--- Recorded data Enclosed Below ---

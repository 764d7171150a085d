// src/exec/local.rs

//! `JobBackend` that runs every rule's command as a local process.

use std::sync::Arc;
use std::time::Duration;

use tokio::sync::oneshot;
use tokio::time::{timeout_at, Instant};
use tracing::{debug, warn};

use crate::dag::Rule;
use crate::exec::backend::{BackendFuture, JobBackend, JobHandle, JobStatus, PollResult};
use crate::exec::job_runner::{run_job, JobSpec};
use crate::exec::job_table::JobTable;
use crate::types::OutputRef;

/// Local process backend.
///
/// - A job's inputs are the rule's `sources` followed by the resolved
///   sub-rule outputs; if there are fewer than `min_inputs`, the job is not
///   started.
/// - Each job runs in its own Tokio task; completion is published through a
///   shared [`JobTable`].
/// - Once a job's process exits, its stdout is read for at most
///   `stdout_drain_timeout` more.
#[derive(Debug)]
pub struct LocalBackend {
    table: Arc<JobTable>,
    next_seq: u64,
    stdout_drain_timeout: Duration,
}

impl LocalBackend {
    pub const DEFAULT_STDOUT_DRAIN_TIMEOUT: Duration = Duration::from_secs(5);

    pub fn new() -> Self {
        Self::default()
    }

    pub fn with_stdout_drain_timeout(mut self, timeout: Duration) -> Self {
        self.stdout_drain_timeout = timeout;
        self
    }
}

impl Default for LocalBackend {
    fn default() -> Self {
        Self {
            table: Arc::default(),
            next_seq: 0,
            stdout_drain_timeout: Self::DEFAULT_STDOUT_DRAIN_TIMEOUT,
        }
    }
}

impl JobBackend for LocalBackend {
    fn start<'a>(
        &'a mut self,
        rule: &'a Rule,
        inputs: Vec<OutputRef>,
    ) -> BackendFuture<'a, Option<JobHandle>> {
        Box::pin(async move {
            let mut effective = rule.sources.clone();
            effective.extend(inputs);

            if effective.len() < rule.min_inputs {
                warn!(
                    rule = %rule.name,
                    available = effective.len(),
                    required = rule.min_inputs,
                    "not enough inputs; job not started"
                );
                return Ok(None);
            }

            self.next_seq += 1;
            let handle = JobHandle::new(&rule.name, self.next_seq);
            let (cancel_tx, cancel_rx) = oneshot::channel::<()>();
            self.table.insert(&handle, cancel_tx);

            let spec = JobSpec {
                handle: handle.clone(),
                cmd: rule.cmd.clone(),
                inputs: effective,
                drain_timeout: self.stdout_drain_timeout,
            };
            tokio::spawn(run_job(spec, Arc::clone(&self.table), cancel_rx));

            Ok(Some(handle))
        })
    }

    fn poll<'a>(
        &'a mut self,
        jobs: &'a [JobHandle],
        wait: Duration,
    ) -> BackendFuture<'a, PollResult> {
        Box::pin(async move {
            let deadline = Instant::now() + wait;

            loop {
                let notified = self.table.changed().notified();
                tokio::pin!(notified);
                notified.as_mut().enable();

                let result = self.table.partition(jobs)?;
                if !result.finished.is_empty() || result.active.is_empty() {
                    return Ok(result);
                }

                if timeout_at(deadline, notified).await.is_err() {
                    debug!(active = result.active.len(), "poll interval elapsed without progress");
                    return Ok(result);
                }
            }
        })
    }

    fn kill<'a>(&'a mut self, job: &'a JobHandle) -> BackendFuture<'a, ()> {
        Box::pin(async move {
            if self.table.kill(job)? {
                debug!(job = %job, "killed active job");
            } else {
                debug!(job = %job, "kill requested for finished job; nothing to do");
            }
            Ok(())
        })
    }

    fn wait<'a>(&'a mut self, job: &'a JobHandle) -> BackendFuture<'a, JobStatus> {
        Box::pin(async move {
            loop {
                let notified = self.table.changed().notified();
                tokio::pin!(notified);
                notified.as_mut().enable();

                let status = self.table.status(job)?;
                if status.is_terminal() {
                    return Ok(status);
                }
                notified.await;
            }
        })
    }

    fn release<'a>(&'a mut self, job: &'a JobHandle) -> BackendFuture<'a, ()> {
        Box::pin(async move {
            if self.table.remove(job) {
                debug!(job = %job, "released job");
            }
            Ok(())
        })
    }
}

--- End of Enclosed Recorded data ---

# Problem to work on
Taking the lines above, repeat exactly those from the line that contains "fn kill<'a>(&'a mut" through the line that contains "return Ok(status);", and both of those lines as well. Include nothing else.

# Response for this exercise
    fn kill<'a>(&'a mut self, job: &'a JobHandle) -> BackendFuture<'a, ()> {
        Box::pin(async move {
            if self.table.kill(job)? {
                debug!(job = %job, "killed active job");
            } else {
                debug!(job = %job, "kill requested for finished job; nothing to do");
            }
            Ok(())
        })
    }

    fn wait<'a>(&'a mut self, job: &'a JobHandle) -> BackendFuture<'a, JobStatus> {
        Box::pin(async move {
            loop {
                let notified = self.table.changed().notified();
                tokio::pin!(notified);
                notified.as_mut().enable();

                let status = self.table.status(job)?;
                if status.is_terminal() {
                    return Ok(status);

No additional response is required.